Il testo dell’ipotesi CCNL 2019-2021
Le principali novità sul trattamento economico
Le principali novità normative
Medici, l’accordo sugli arretrati
Andrea Bassi, dal Messaggero. L’accordo in questione è quello che copre il triennio che va dal 2019 al 2021. Quello della dirigenza medica è stato uno degli ultimi comparti a chiudere i negoziati per il rinnovo del contratto. Ma per la stagione contrattuale 2022-2024, quella che si aprirà nelle prossime settimane, il consueto ordine delle trattative sarà rivisto. Normalmente si parte dai ministeriali, il cui accordo fa poi da base per tutti gli altri. Questa volta il ministro per la Pubblica amministrazione, Paolo Zangrillo, ha deciso di cambiare le priorità. Si partirà dai comparti più in sofferenza, come quello della Sanità (a cominciare dagli infermieri) e quello della Sicurezza e Difesa. Anche i dipendenti comunali e regionali scavalcheranno i ministeri e le Agenzie fiscali. Un modo per risarcirli della mancata corresponsione, per mancanza di fondi da parte dei Comuni, dell’aumento una tantum erogato a dicembre a tutti gli altri dipendenti pubblici.

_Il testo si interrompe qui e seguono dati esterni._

//! Byte-string utilities: hex conversion and fixed-width big-endian integers.
use crate::errors::FormatError;
use num_bigint::BigUint;

#[doc(hidden)]
pub fn hex_val(c: u8) -> Result<u8, FormatError> {
    match c {
        b'A'..=b'F' => Ok(c - b'A' + 10),
        b'a'..=b'f' => Ok(c - b'a' + 10),
        b'0'..=b'9' => Ok(c - b'0'),
        _ => Err(FormatError::InvalidHex),
    }
}

/// Decode a hex string into a `Vec<u8>`.
///
/// # Examples
/// ```
/// use weierstrassfun::octets;
/// let gx = octets::bytes_from_hex("79be667ef9dcbbac55a06295ce870b07029bfcdb2dce28d959f2815b16f81798").unwrap();
/// assert_eq!(gx.len(), 32);
/// ```
pub fn bytes_from_hex(hex: &str) -> Result<Vec<u8>, FormatError> {
    if (hex.len() % 2) != 0 {
        return Err(FormatError::InvalidHex);
    }
    let mut bytes = Vec::with_capacity(hex.len() / 2);
    for hex_byte in hex.as_bytes().chunks(2) {
        bytes.push(hex_val(hex_byte[0])? << 4 | hex_val(hex_byte[1])?)
    }
    Ok(bytes)
}

/// Encode some bytes as a hex `String`.
pub fn hex_from_bytes(bytes: &[u8]) -> String {
    use core::fmt::Write;
    let mut hex = String::new();
    for byte in bytes {
        write!(hex, "{:02x}", byte).expect("writing to a String")
    }
    hex
}

/// Parse a hex string as an unsigned big-endian integer.
pub fn uint_from_hex(hex: &str) -> Result<BigUint, FormatError> {
    if hex.is_empty() {
        return Err(FormatError::InvalidHex);
    }
    BigUint::parse_bytes(hex.as_bytes(), 16).ok_or(FormatError::InvalidHex)
}

/// Serialize an unsigned integer as exactly `width` big-endian bytes,
/// left-padded with zeros. Fails with [`FormatError::InvalidLength`] when
/// the value does not fit.
pub fn uint_to_be_bytes(n: &BigUint, width: usize) -> Result<Vec<u8>, FormatError> {
    let raw = n.to_bytes_be();
    if raw.len() > width {
        return Err(FormatError::InvalidLength);
    }
    let mut out = vec![0u8; width - raw.len()];
    out.extend_from_slice(&raw);
    Ok(out)
}

/// Read an unsigned big-endian integer from bytes. Leading zeros are fine.
pub fn uint_from_be_bytes(bytes: &[u8]) -> BigUint {
    BigUint::from_bytes_be(bytes)
}
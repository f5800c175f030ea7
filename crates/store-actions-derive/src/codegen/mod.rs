//! Code generation for Store derive macro.

mod actions;
mod shape;

use crate::field_kind::FieldKind;
use crate::parse::{FieldInput, StoreInput, Tag};
use darling::FromDeriveInput;
use proc_macro2::TokenStream;
use quote::quote;
use syn::DeriveInput;

/// A field with its validated tag.
pub struct TaggedField<'a> {
    pub input: &'a FieldInput,
    pub tag: Option<Tag>,
    pub kind: FieldKind,
}

/// Main entry point for code generation.
pub fn expand(input: &DeriveInput) -> syn::Result<TokenStream> {
    let parsed = StoreInput::from_derive_input(input)
        .map_err(|e| syn::Error::new_spanned(input, e.to_string()))?;

    if !parsed.generics.params.is_empty() {
        return Err(syn::Error::new_spanned(
            &parsed.generics,
            "#[derive(Store)] does not support generic structs",
        ));
    }

    let mut fields = Vec::new();
    for field in parsed.fields() {
        let tag = field.tag()?;
        let kind = FieldKind::from_type(&field.ty);

        if tag == Some(Tag::Array) && kind.element().is_none() {
            return Err(syn::Error::new_spanned(
                &field.ty,
                "#[store(array)] requires a Vec<T> field",
            ));
        }

        fields.push(TaggedField {
            input: field,
            tag,
            kind,
        });
    }

    let shape_impl = shape::generate(&parsed, &fields)?;
    let actions = actions::generate(&parsed, &fields)?;

    Ok(quote! {
        #shape_impl
        #actions
    })
}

Chiusa con la scuola e i medici la vecchia tornata contrattuale, adesso tutto il mondo degli statali guarda al rinnovo del triennio in corso. Come noto il governo ha stanziato circa 8 miliardi di euro con l’ultima manovra di Bilancio, 2,3 dei quali destinati al comparto della Sanità. Per la convocazione dei tavoli delle trattative si aspetta il via libera da parte del ministero del Tesoro alla cosiddetta “direttiva madre” firmata da Zangrillo. Si tratta del documento con il quale il ministro assegna gli obiettivi che l’Aran, l’Agenzia che tratta con i sindacati, dovrà perseguire con il rinnovo del contratto. L’intenzione che emerge dal documento, che Il Messaggero ha potuto leggere, è di puntare con più decisione sul merito. Le progressioni di carriera e gli scatti di stipendio ci saranno solo per i dipendenti più meritevoli, quelli che ottengono le valutazioni migliori. Ma sarà prevista anche la fissazione di una «soglia minima» nella valutazione, al di sotto della quale non potrà essere corrisposto nessun emolumento “accessorio” al dipendente.
La direttiva
Secondo la direttiva sarà necessario «definire criteri idonei a garantire che alla differenziazione dei giudizi valutativi corrisponda una effettiva diversificazione dei trattamenti economici». Non si potrà cioè dare più il massimo dei voti a tutti ed erogare i premi a pioggia. Il documento poi, prevede il “rilancio” della quarta area, quella introdotta nell’ultimo contratto con lo scopo di attirare “talenti” nella Pubblica amministrazione con stipendi di partenza da 70 mila euro. Ma fino ad oggi questa quarta area ha visto la luce solo in un ministero, quello dei beni culturali, mentre è rimasta sulla carta in tutte le altre amministrazioni.